-- WORK ITEM --
Please give back only the lines below from the one containing "Self::parse(&text, &origin)" to the one containing "BTreeMap<String> gives it", each repeated word for word, both ends included.

-- INFORMATION --

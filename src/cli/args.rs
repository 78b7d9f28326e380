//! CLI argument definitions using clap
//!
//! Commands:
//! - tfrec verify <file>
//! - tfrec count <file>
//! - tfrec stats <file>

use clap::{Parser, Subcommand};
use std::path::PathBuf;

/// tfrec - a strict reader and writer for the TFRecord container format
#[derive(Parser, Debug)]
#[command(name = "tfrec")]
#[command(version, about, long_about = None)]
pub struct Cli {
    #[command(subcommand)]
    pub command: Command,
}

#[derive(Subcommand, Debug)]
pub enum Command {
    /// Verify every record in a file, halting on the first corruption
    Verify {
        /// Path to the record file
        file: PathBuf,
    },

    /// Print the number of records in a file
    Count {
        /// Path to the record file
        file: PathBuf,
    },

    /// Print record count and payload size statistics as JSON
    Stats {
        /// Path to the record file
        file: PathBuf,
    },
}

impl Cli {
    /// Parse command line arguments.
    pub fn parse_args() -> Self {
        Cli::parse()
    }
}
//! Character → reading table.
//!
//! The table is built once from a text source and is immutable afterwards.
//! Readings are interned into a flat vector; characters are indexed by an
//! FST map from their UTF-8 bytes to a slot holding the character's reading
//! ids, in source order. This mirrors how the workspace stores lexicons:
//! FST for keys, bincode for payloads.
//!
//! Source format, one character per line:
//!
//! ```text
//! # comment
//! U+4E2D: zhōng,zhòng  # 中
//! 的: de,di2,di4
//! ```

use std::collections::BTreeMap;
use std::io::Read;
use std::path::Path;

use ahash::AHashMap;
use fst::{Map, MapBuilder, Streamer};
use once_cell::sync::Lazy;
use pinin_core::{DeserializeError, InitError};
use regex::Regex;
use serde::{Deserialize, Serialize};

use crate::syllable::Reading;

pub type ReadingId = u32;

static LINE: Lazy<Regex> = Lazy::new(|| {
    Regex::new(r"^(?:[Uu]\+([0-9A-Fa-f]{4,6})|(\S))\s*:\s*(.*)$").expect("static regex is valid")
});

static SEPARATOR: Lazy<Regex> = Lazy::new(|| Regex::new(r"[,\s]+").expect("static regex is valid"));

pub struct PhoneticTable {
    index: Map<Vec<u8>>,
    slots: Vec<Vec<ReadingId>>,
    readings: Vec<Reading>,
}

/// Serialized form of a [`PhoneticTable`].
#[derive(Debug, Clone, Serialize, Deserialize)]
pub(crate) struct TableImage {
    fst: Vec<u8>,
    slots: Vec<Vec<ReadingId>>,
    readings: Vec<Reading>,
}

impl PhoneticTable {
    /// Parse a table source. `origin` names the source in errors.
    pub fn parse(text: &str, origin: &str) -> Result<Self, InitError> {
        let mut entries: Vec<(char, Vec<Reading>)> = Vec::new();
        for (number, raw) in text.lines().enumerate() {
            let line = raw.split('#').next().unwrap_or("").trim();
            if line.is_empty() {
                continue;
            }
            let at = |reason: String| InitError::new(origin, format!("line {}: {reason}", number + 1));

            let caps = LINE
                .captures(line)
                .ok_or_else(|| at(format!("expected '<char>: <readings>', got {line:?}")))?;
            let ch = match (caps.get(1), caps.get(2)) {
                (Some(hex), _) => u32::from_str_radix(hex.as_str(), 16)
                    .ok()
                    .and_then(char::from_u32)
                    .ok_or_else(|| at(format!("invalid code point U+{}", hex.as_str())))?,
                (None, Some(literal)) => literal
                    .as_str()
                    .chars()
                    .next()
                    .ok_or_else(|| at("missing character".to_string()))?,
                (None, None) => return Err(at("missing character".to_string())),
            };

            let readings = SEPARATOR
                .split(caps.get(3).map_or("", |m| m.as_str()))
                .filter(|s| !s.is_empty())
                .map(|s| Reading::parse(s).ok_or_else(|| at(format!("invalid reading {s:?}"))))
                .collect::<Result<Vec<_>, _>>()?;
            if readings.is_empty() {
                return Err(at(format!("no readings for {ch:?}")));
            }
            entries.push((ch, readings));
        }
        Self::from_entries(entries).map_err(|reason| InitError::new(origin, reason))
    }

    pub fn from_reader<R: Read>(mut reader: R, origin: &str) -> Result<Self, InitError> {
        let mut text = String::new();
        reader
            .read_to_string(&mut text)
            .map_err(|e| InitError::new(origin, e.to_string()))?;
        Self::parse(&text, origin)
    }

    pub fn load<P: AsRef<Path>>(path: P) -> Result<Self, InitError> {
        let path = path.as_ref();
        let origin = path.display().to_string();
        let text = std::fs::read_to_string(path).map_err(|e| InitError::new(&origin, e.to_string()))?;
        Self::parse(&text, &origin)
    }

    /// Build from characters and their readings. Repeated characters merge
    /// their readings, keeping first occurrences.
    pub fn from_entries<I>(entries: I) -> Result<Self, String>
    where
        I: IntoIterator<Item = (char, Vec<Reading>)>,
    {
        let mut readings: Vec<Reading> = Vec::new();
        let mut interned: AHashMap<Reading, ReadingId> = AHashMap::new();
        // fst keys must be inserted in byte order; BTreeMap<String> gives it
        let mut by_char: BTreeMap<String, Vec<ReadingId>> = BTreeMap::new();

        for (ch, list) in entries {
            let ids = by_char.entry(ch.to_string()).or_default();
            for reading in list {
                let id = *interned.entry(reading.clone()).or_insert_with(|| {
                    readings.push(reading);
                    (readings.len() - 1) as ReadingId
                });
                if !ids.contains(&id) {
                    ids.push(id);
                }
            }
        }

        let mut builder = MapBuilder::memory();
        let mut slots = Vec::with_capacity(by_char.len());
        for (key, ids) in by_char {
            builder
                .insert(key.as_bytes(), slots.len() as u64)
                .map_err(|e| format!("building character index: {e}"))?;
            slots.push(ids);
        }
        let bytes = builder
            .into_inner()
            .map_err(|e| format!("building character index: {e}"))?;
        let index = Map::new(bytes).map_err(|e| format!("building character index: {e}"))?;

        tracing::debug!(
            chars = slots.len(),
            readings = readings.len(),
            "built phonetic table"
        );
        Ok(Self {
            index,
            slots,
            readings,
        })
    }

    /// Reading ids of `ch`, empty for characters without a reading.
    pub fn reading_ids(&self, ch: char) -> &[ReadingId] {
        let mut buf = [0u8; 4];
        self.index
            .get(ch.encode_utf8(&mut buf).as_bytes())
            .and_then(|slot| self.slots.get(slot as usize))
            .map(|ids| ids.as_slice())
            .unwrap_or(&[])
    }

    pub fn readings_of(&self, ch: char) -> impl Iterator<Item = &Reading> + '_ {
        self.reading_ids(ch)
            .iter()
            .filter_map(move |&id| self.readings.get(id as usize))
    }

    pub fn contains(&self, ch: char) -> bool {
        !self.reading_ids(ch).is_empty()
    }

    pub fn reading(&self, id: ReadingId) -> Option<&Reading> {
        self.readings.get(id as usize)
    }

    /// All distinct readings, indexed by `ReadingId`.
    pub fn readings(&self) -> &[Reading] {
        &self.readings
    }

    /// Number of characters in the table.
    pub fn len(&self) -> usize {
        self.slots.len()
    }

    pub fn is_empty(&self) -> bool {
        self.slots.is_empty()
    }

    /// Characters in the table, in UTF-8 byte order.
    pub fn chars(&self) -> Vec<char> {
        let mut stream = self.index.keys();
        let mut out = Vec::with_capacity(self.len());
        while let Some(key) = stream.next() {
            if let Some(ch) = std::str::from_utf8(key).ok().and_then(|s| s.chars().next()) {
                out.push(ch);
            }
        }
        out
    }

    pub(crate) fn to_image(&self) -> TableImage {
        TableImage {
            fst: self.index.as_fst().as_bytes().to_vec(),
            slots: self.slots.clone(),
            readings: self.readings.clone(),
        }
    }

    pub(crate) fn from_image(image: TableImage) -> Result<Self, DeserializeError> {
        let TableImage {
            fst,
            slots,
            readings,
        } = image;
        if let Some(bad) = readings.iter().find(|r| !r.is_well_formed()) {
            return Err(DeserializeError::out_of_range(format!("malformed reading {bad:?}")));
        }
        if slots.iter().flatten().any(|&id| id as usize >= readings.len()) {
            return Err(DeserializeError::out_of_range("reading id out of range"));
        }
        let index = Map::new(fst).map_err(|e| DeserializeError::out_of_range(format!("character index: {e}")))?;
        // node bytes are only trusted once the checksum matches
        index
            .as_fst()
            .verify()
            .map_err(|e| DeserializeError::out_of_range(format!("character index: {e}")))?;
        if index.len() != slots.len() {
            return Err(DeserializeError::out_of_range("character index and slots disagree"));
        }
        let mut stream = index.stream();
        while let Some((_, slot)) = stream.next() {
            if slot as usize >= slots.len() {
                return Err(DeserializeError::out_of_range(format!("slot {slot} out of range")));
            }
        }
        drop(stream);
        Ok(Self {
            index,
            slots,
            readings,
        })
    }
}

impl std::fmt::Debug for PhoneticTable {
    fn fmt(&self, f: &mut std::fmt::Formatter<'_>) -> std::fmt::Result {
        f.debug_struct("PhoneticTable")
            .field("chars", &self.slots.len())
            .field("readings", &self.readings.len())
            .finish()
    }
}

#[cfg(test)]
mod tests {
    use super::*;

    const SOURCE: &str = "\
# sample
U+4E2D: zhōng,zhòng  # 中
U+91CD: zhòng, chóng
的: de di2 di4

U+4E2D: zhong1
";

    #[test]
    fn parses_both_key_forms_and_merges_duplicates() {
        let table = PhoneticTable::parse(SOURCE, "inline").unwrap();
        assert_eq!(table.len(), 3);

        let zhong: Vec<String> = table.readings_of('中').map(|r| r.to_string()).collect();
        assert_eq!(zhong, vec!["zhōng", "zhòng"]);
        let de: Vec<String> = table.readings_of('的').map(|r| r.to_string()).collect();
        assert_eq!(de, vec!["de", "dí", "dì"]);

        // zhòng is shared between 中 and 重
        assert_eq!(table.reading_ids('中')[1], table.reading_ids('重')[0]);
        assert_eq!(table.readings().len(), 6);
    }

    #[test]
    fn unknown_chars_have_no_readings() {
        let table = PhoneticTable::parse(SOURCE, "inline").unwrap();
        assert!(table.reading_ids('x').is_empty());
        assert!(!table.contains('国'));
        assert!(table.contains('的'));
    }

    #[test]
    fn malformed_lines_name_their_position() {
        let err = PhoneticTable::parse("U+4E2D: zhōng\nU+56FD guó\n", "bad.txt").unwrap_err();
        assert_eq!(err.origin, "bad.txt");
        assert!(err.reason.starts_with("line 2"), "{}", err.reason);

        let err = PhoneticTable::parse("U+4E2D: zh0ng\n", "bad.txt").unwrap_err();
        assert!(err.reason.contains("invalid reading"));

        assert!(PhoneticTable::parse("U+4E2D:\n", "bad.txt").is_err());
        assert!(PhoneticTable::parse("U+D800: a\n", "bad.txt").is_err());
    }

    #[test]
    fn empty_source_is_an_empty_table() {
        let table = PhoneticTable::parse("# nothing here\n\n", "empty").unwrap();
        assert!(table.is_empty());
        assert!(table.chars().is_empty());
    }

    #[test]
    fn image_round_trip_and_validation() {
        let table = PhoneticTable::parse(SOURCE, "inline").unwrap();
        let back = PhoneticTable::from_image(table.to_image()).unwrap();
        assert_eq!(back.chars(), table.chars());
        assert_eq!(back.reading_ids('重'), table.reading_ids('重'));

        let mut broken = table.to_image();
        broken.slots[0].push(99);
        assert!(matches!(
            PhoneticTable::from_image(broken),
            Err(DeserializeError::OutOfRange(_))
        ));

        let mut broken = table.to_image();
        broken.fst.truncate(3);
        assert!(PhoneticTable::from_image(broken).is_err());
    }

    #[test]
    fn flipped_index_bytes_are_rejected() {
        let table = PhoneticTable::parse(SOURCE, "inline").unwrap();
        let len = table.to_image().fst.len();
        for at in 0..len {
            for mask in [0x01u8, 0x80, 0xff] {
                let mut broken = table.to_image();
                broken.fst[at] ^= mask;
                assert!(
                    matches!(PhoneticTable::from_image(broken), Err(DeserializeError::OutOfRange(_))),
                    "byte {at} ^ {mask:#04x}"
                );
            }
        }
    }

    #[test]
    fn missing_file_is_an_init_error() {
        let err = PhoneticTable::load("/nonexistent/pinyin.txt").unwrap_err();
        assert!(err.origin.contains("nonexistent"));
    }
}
--
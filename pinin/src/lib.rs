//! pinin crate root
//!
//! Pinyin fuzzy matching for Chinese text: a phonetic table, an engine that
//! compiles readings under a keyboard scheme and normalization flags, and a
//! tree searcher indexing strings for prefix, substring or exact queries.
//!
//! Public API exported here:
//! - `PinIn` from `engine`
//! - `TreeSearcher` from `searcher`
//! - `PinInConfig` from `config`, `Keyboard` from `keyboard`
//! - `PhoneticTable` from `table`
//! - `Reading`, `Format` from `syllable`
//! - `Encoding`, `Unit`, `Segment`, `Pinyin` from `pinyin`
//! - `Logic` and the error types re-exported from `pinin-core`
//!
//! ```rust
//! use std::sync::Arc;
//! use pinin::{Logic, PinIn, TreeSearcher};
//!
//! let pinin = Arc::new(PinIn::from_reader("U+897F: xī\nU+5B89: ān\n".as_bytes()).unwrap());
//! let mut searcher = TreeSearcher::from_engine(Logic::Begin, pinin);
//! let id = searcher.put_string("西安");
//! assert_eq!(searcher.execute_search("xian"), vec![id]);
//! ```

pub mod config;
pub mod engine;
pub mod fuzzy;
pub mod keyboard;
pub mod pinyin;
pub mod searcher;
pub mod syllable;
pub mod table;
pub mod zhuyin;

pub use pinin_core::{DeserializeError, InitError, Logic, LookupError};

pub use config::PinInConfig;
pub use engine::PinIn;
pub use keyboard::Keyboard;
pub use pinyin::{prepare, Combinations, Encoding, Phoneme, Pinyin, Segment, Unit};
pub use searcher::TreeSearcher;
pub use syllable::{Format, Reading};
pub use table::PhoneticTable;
---
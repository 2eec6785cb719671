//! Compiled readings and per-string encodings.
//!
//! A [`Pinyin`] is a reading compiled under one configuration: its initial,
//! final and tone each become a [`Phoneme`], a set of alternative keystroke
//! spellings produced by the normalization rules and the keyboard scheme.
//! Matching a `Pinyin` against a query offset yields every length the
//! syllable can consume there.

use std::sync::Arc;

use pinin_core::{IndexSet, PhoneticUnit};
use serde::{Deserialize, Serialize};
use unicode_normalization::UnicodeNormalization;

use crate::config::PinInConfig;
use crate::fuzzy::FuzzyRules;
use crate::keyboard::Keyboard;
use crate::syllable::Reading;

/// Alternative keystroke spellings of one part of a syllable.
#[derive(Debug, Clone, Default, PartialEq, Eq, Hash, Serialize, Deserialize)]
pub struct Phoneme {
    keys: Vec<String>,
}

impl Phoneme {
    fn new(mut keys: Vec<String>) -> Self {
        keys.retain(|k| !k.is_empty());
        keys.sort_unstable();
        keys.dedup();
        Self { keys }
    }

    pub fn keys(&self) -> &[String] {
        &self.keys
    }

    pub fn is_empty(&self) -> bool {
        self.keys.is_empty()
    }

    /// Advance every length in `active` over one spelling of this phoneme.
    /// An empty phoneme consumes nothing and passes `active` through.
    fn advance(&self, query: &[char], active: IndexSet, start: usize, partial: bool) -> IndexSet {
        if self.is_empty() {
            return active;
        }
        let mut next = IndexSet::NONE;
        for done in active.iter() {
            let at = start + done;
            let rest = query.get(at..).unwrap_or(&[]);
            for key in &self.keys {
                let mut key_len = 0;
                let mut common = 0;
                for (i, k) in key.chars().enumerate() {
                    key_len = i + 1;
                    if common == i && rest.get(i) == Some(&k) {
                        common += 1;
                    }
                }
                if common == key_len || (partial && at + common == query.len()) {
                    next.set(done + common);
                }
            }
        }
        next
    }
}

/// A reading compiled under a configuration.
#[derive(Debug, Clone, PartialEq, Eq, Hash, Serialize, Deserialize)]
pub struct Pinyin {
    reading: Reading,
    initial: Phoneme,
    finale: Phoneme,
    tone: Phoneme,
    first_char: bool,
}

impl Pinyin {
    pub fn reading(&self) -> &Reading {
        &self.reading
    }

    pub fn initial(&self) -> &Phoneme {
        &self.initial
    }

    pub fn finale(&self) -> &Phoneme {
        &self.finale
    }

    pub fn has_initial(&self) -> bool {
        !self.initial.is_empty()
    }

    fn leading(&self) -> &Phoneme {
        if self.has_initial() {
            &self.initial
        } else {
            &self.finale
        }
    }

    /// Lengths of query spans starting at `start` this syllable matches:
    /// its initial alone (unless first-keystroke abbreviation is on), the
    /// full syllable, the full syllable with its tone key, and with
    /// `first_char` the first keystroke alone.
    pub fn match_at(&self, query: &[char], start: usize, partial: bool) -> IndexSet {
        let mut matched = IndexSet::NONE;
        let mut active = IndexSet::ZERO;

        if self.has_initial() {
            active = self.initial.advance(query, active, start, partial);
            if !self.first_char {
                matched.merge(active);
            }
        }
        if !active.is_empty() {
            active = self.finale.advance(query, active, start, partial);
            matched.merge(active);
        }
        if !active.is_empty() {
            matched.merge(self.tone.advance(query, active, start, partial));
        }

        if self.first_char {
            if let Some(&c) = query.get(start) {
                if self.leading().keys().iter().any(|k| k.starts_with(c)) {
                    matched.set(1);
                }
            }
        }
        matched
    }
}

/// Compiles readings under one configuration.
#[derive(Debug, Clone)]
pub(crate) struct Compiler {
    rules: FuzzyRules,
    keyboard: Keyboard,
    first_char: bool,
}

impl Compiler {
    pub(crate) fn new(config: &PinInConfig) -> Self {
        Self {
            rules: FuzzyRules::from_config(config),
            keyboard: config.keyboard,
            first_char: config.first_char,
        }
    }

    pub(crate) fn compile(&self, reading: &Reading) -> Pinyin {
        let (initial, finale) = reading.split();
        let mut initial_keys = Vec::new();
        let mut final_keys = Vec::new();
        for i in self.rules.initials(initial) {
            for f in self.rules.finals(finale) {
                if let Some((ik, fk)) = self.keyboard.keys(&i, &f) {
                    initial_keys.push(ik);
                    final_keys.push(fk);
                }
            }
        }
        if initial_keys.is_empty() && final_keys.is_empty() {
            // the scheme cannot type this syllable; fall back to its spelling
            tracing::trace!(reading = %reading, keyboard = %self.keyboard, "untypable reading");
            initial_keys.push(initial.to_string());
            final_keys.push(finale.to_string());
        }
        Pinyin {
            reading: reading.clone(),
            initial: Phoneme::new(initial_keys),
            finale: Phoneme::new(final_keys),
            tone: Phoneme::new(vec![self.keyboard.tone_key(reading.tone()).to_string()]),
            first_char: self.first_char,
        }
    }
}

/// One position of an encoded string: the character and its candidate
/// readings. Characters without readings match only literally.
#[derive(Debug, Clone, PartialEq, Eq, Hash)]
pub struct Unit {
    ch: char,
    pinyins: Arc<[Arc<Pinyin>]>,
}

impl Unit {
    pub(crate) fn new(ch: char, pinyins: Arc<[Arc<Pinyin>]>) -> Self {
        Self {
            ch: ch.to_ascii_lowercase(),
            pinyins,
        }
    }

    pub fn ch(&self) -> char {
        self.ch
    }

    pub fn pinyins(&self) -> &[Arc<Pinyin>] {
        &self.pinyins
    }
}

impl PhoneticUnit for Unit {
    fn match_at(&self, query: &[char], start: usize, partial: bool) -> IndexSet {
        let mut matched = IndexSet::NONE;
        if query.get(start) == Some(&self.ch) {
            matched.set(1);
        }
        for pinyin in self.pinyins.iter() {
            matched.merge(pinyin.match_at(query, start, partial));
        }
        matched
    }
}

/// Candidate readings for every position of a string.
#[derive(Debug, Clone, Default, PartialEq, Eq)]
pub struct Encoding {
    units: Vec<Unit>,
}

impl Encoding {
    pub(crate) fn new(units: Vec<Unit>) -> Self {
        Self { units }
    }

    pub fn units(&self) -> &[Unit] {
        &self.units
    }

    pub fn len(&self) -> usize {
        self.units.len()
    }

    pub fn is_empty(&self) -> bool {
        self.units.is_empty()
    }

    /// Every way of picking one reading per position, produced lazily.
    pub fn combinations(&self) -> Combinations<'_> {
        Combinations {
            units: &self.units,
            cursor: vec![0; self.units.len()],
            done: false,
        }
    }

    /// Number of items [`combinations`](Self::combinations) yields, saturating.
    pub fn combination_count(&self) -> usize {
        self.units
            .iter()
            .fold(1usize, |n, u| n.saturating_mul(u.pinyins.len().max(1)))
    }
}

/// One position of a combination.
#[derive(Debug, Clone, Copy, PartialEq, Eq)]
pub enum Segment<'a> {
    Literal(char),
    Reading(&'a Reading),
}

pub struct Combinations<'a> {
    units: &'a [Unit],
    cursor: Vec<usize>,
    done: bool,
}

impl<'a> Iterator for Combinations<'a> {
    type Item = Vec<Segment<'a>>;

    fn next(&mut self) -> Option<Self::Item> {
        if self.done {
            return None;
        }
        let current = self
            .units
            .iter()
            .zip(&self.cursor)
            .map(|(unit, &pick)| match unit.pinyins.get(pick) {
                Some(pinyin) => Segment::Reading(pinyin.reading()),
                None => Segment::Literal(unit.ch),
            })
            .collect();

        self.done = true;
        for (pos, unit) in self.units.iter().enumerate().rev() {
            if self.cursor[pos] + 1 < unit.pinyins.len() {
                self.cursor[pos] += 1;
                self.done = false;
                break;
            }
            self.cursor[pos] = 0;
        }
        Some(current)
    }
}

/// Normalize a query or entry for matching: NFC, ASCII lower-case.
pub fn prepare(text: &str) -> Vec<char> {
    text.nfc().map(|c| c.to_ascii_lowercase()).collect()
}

-- EXERCISE RESPONSE --
        Self::parse(&text, &origin)
    }

    /// Build from characters and their readings. Repeated characters merge
    /// their readings, keeping first occurrences.
    pub fn from_entries<I>(entries: I) -> Result<Self, String>
    where
        I: IntoIterator<Item = (char, Vec<Reading>)>,
    {
        let mut readings: Vec<Reading> = Vec::new();
        let mut interned: AHashMap<Reading, ReadingId> = AHashMap::new();
        // fst keys must be inserted in byte order; BTreeMap<String> gives it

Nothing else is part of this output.